[[ INPUT open ]]

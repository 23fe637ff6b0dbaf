//! V7 vapor pressure of water, cooling phase.
//!
//! Temperature is read from a Pt1000 resistance thermometer, pressure from a
//! manometer in bar. Clausius–Clapeyron gives a straight Arrhenius line
//! `ln p = -ΔH / R · 1/T + c`, fitted with effective variance because both
//! axes carry uncertainty.

use crate::domain::{
    Analysis, DerivedConstant, ExperimentKind, FitInput, LegendCorner, LinearFit, Measured, ParamFormat,
    PlotSpec, Reference,
};
use crate::error::AppError;
use crate::io::ingest::Table;
use crate::math::{fit_effective_variance, propagate};

pub const COL_PRESSURE: &str = "Druck (Bar)";
pub const COL_RESISTANCE: &str = "Ohmzahl (Ohm)";

/// Universal gas constant (J / (mol K)).
pub const R_GAS: f64 = 8.31446;
/// Enthalpy of vaporization of water at 100 °C (kJ/mol).
pub const LIT_VAL_100C: f64 = 40.66;

pub const ZERO_CELSIUS_K: f64 = 273.15;

// Callendar–Van Dusen coefficients for a Pt1000 above 0 °C.
pub const PT_A: f64 = 3.9083e-3;
pub const PT_B: f64 = -5.775e-7;
pub const PT_R0: f64 = 1000.0;

/// Relative pressure uncertainty.
pub const SIGMA_P_REL: f64 = 0.01;

/// Invert `R = R0 (1 + A T + B T²)` for the temperature in °C.
pub fn resistance_to_temperature(r_ohm: f64) -> Result<f64, AppError> {
    let discriminant = PT_A * PT_A - 4.0 * PT_B * (1.0 - r_ohm / PT_R0);
    if !(discriminant >= 0.0) {
        return Err(AppError::new(
            4,
            format!("Resistance {r_ohm} Ω is outside the Pt1000 range."),
        ));
    }
    Ok((-PT_A + discriminant.sqrt()) / (2.0 * PT_B))
}

/// `R = R0 (1 + A T + B T²)` for a temperature in °C.
pub fn temperature_to_resistance(t_celsius: f64) -> f64 {
    PT_R0 * (1.0 + PT_A * t_celsius + PT_B * t_celsius * t_celsius)
}

/// Thermometer uncertainty (°C): reading resolution of 1 Ω at ~3.85 Ω/K
/// combined with the class B tolerance `0.3 + 0.005 T`.
pub fn temperature_sigma(t_celsius: f64) -> f64 {
    ((1.0 / 3.85_f64).powi(2) + (0.3 + 0.005 * t_celsius).powi(2)).sqrt()
}

pub fn prepare(table: &Table) -> Result<FitInput, AppError> {
    let pressure = table.column(COL_PRESSURE)?;
    let resistance = table.column(COL_RESISTANCE)?;

    let n = pressure.len();
    let mut input = FitInput {
        x: Vec::with_capacity(n),
        y: Vec::with_capacity(n),
        sigma_x: Some(Vec::with_capacity(n)),
        sigma_y: Some(Vec::with_capacity(n)),
    };

    for (&p_bar, &r_ohm) in pressure.iter().zip(&resistance) {
        if p_bar <= 0.0 {
            return Err(AppError::new(
                4,
                format!("Pressure must be positive for ln(p), got {p_bar} bar."),
            ));
        }
        let t_celsius = resistance_to_temperature(r_ohm)?;
        let t_kelvin = t_celsius + ZERO_CELSIUS_K;
        if t_kelvin <= 0.0 {
            return Err(AppError::new(
                4,
                format!("Resistance {r_ohm} Ω maps below absolute zero."),
            ));
        }

        let sigma_t = temperature_sigma(t_celsius);
        let sigma_p = SIGMA_P_REL * p_bar;

        input.x.push(1.0 / t_kelvin);
        input.y.push(p_bar.ln());
        if let Some(sx) = input.sigma_x.as_mut() {
            sx.push(sigma_t / (t_kelvin * t_kelvin));
        }
        if let Some(sy) = input.sigma_y.as_mut() {
            sy.push(sigma_p / p_bar);
        }
    }

    Ok(input)
}

/// `ΔH = -m R` converted to kJ/mol.
pub fn vaporization_enthalpy(fit: &LinearFit) -> Result<Measured, AppError> {
    let scale = -R_GAS / 1000.0;
    propagate(fit.slope.value * scale, &[scale, 0.0], &fit.covariance_matrix())
}

pub fn analyze(table: &Table) -> Result<Analysis, AppError> {
    let input = prepare(table)?;
    let sigma_x = input.sigma_x.as_deref().unwrap_or_default();
    let sigma_y = input.sigma_y.as_deref().unwrap_or_default();
    let fit = fit_effective_variance(&input.x, &input.y, sigma_x, sigma_y)?;
    let delta_h = vaporization_enthalpy(&fit)?;

    Ok(Analysis {
        experiment: ExperimentKind::Vapor,
        source: table.path.clone(),
        params: ParamFormat {
            intercept_symbol: "c".to_string(),
            slope_unit: "K".to_string(),
            intercept_unit: String::new(),
            precision: 4,
        },
        derived: vec![DerivedConstant {
            label: "Enthalpy of Vaporization".to_string(),
            value: delta_h,
            unit: "kJ/mol".to_string(),
            precision: 2,
            reference: Some(Reference {
                label: "Literature Value (100°C)".to_string(),
                value: LIT_VAL_100C,
                show_deviation: true,
            }),
        }],
        plot: PlotSpec {
            title: "Arrheniusplot Abkühlung: ln(p) vs 1/T".to_string(),
            x_label: "Reziproke Temperatur 1/T [K⁻¹]".to_string(),
            y_label: "Log-Druck ln(p / 1 bar)".to_string(),
            data_label: "Messdaten".to_string(),
            fit_label: format!("Fit: ΔH = {:.2} ± {:.2} kJ/mol", delta_h.value, delta_h.sigma),
            legend: LegendCorner::UpperRight,
            data_color: (0, 0, 255),
            fit_color: (0, 190, 210),
        },
        input,
        fit,
    })
}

[[ INPUT closed ]]

**DIRECTIONS FOR THIS TASK:**
Using the data above, transcribe the lines that run from the line with "pub const LIT_VAL_100C: f64 = 40.66;" to the line with "a temperature in °C.", both ends kept, and output nothing else.

**SOLUTION TO THIS TASK:**
pub const LIT_VAL_100C: f64 = 40.66;

pub const ZERO_CELSIUS_K: f64 = 273.15;

// Callendar–Van Dusen coefficients for a Pt1000 above 0 °C.
pub const PT_A: f64 = 3.9083e-3;
pub const PT_B: f64 = -5.775e-7;
pub const PT_R0: f64 = 1000.0;

/// Relative pressure uncertainty.
pub const SIGMA_P_REL: f64 = 0.01;

/// Invert `R = R0 (1 + A T + B T²)` for the temperature in °C.
pub fn resistance_to_temperature(r_ohm: f64) -> Result<f64, AppError> {
    let discriminant = PT_A * PT_A - 4.0 * PT_B * (1.0 - r_ohm / PT_R0);
    if !(discriminant >= 0.0) {
        return Err(AppError::new(
            4,
            format!("Resistance {r_ohm} Ω is outside the Pt1000 range."),
        ));
    }
    Ok((-PT_A + discriminant.sqrt()) / (2.0 * PT_B))
}

/// `R = R0 (1 + A T + B T²)` for a temperature in °C.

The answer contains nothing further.